Posts filed under ‘Health and Beauty’
Hostel Environment
written Fall 2005
I hate small talk, but it was the only thing to really do in the Prague youth hostel lounges. Same questions. Different (yet all too similar) people. Same answers. But when someone asked me about my interests at one point, I mentioned running for the team. And defining (or even just describing) myself as a runner suddenly felt like a lie. The “I am ____” statements have always been so loaded and limiting, but I felt all too aware of such limitations that day. After identifying as an athlete and, specifically, as a distance runner for so long, I was rather stunned at how distant I felt from the sport and my team.
And then I looked down at my running shirt and realized it said Y-A-L-E, and I felt like describing myself as a Yale student was, in some respects, an outright falsehood. Sure, we all have that sense of “the assumptions people make about me only because I go to an Ivy League school are so annoying and inaccurate” or “do I even meet up to people’s preconceptions (read: misconceptions) concerning colleges like Yale?” But this was deeper. I felt as though I was lying to myself. Like certain aspects of the past three years have been an absolute prevarication. I have always thought climbing a steep uphill was the only way to reach the “top.” My legs hurt literally and figuratively. Indeed, I have begun to lose my endurance to climb up the ambiguous ladder of success.
For the past few months, I have really thought about whether or not I want to run for the team this year, and that weekend in the Sir Toby’s youth hostel prompted extensive contemplation. The team served as an amazing support network for quite some time, and the shift in dynamics and atmosphere prevents me from fully benefiting from that positive reinforcement. It would be unfair of me to propagate negative energy, and I am definitely taking fond memories and true friendships with me as I “leave” this close-knit community. I have always been known for my honesty, yet I have felt untrue to myself for too long. I am looking forward to eventually reacquainting myself with a sincere love for the sport. For lack of time and, more importantly, a sense of discretion, I will not further expound upon these issues in email format. However, feel free to get in touch with me if you have any questions, exciting news, or even gentle gossip :-). Thank you for sharing a significant portion of my time and passion over the past three years. Good luck with the season and all your future endeavors.
Love Always,
LD
The (Out of) Shape of Things
For the first time in my life, I have tits.

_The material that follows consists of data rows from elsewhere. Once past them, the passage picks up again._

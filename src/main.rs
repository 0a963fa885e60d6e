use bevy::prelude::*;
use bevy::window::{PresentMode, Window, WindowPlugin};
use std::path::PathBuf;

#[cfg(feature = "dev")]
use bevy::dev_tools::fps_overlay::FpsOverlayPlugin;

mod animation;
mod core;
mod feed;
mod satellite;
mod visualization;

#[cfg(test)]
mod test_support;

use animation::AnimationPlugin;
use crate::core::lifecycle::LifecyclePlugin;
use feed::FeedPlugin;
use satellite::SatellitePlugin;
use visualization::VisualizationPlugin;

fn main() {
    // Optional feed file path as the first argument
    let feed_path = std::env::args_os().nth(1).map(PathBuf::from);

    let mut app = App::new();

    app.add_plugins(DefaultPlugins.set(WindowPlugin {
        primary_window: Some(Window {
            title: "Satellite Visualisation".to_string(),
            present_mode: PresentMode::AutoVsync,
            ..default()
        }),
        ..default()
    }));

    #[cfg(feature = "dev")]
    app.add_plugins(FpsOverlayPlugin::default());

    app.add_plugins((
        LifecyclePlugin,
        VisualizationPlugin,
        AnimationPlugin,
        SatellitePlugin,
        FeedPlugin { feed_path },
    ));

    app.run();
}
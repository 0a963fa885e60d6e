use thiserror::Error;

/// Reasons a satellite synchronization is rejected
#[derive(Debug, Clone, PartialEq, Eq, Error)]
pub enum SyncError {
    #[error("unknown satellite type {kind:?} for satellite {id:?}")]
    UnknownSatelliteType { id: String, kind: String },
}
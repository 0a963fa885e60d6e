//! Mount / unmount lifecycle of the view

use bevy::prelude::*;

/// Whether the visualization currently owns a scene
///
/// Entering `Mounted` bootstraps the scene, leaving it tears everything down.
#[derive(States, Debug, Clone, Copy, PartialEq, Eq, Hash, Default)]
pub enum ViewState {
    #[default]
    Mounted,
    Unmounted,
}

/// Marker for top-level entities owned by a mount (camera, light, globe)
///
/// Despawning these recursively removes every satellite group as well.
#[derive(Component)]
pub struct SceneEntity;

/// Despawn everything a mount created
pub fn despawn_scene_entities(mut commands: Commands, query: Query<Entity, With<SceneEntity>>) {
    let mut count = 0;
    for entity in &query {
        commands.entity(entity).despawn();
        count += 1;
    }
    debug!("Despawned {} scene entities", count);
}

/// Plugin registering the view state
pub struct LifecyclePlugin;

impl Plugin for LifecyclePlugin {
    fn build(&self, app: &mut App) {
        app.init_state::<ViewState>();
    }
}
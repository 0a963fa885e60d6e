//! Spherical coordinate and orientation helpers
//!
//! Angles follow the Y-up convention used by the scene: `phi` is the polar
//! angle measured from +Y, `theta` the azimuth measured from +Z towards +X.

use bevy::math::{EulerRot, Quat, Vec3};
use std::f32::consts::FRAC_PI_2;

/// Polar angle of the equatorial plane
pub const EQUATORIAL_PHI: f32 = FRAC_PI_2;

#[derive(Debug, Clone, Copy, PartialEq)]
pub struct Spherical {
    pub radius: f32,
    pub phi: f32,
    pub theta: f32,
}

impl Spherical {
    pub fn new(radius: f32, phi: f32, theta: f32) -> Self {
        Self { radius, phi, theta }
    }

    /// Point on the equator of a sphere of `radius` at azimuth `theta`
    pub fn equatorial(radius: f32, theta: f32) -> Self {
        Self::new(radius, EQUATORIAL_PHI, theta)
    }

    pub fn to_cartesian(self) -> Vec3 {
        let sin_phi_radius = self.phi.sin() * self.radius;
        Vec3::new(
            sin_phi_radius * self.theta.sin(),
            self.phi.cos() * self.radius,
            sin_phi_radius * self.theta.cos(),
        )
    }
}

impl From<Spherical> for Vec3 {
    fn from(value: Spherical) -> Self {
        value.to_cartesian()
    }
}

/// Orientation of an orbital plane from intrinsic X, Y, Z rotations
pub fn orbital_plane_rotation(x: f32, y: f32, z: f32) -> Quat {
    Quat::from_euler(EulerRot::XYZ, x, y, z)
}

Don’t get too excited: I’m not filling up shirts with a set of 36Ds, but I think I can safely throw away my training bra. That’s what happens when a person stops working out obsessively. So, unlike the loons on tv, I’m telling all my friends to throw away their running shoes, quit the South Beach Diet, and park it for a while.
We are constantly hearing that obesity is a HUGE problem in America (which I don’t deny), but I think it’s more accurate to identify the discordance between body images and body realities as the bigger epidemic. As a collegiate athlete at a prestigious university, I was once surrounded by a population with a higher risk of eating disorders than the general public: I wasn’t out of place with my obsessive compulsive tendencies or relentless drive toward “perfection.”
A look at my training log would have suggested I was in the best shape of my life when I ran cross country and track in college. I averaged about 60 miles per week, supplemented with pool workouts on Monday and Wednesday mornings and weight training on Tuesdays and Thursdays. During each of the three seasons (cross country in the fall, indoor track in the winter, and outdoor track in the spring), races occurred on Fridays or Saturdays. A lot of endurance coaches use an athlete’s resting heart rate as a barometer for aerobic fitness. The average adult female has a resting heart rate of 75 beats per minute. Mine dipped as low as 44.
The epitome of cardiovascular fitness, I still couldn’t honestly call myself “healthy.” My muscles were constantly sore and my joints achy. I began seeing a psychiatrist for bulimia during my sophomore year, and he required me to take weekly blood tests to make sure my iron and electrolyte levels did not drop too low. I tricked him by chugging Powerade the night before each test and by taking over-the-counter iron pills with my meals. He always seemed confounded that my levels appeared normal, and I found his naïvety discouraging.
One of the events that precipitated my resignation from the team occurred at the end of my junior year. My assistant coach pulled me aside after a track workout and asked me “if [my] bulimia had improved.” Apparently, one of my teammates had told her about my eating disorder. Why she let over a year pass before approaching me about it seems baffling and irresponsible, especially considering her similar past. Her expression of concern came too late, and it reinforced my belief that many members of the running community tacitly accept (even promote) the prevalence of eating disorders among female endurance athletes.
After I quit competing, I slowly weaned myself from pounding the pavement. Now I rarely run more than two days a week, and I am proud to say that that’s OK with me. If I run more than a few miles, the burning sensation in my chest feels unfamiliar and surprisingly delightful. I have come a long way since the time when I ran over 1,000 days in a row or did at least 800 daily sit-ups. It’s taken me months of being low-key to begin to refuel the passion I had when I started running over a decade ago. I’ll train seriously (but not compulsively!!) again when I’m ready, and I think that day is quickly approaching.
I just hope I don’t lose my nice rack.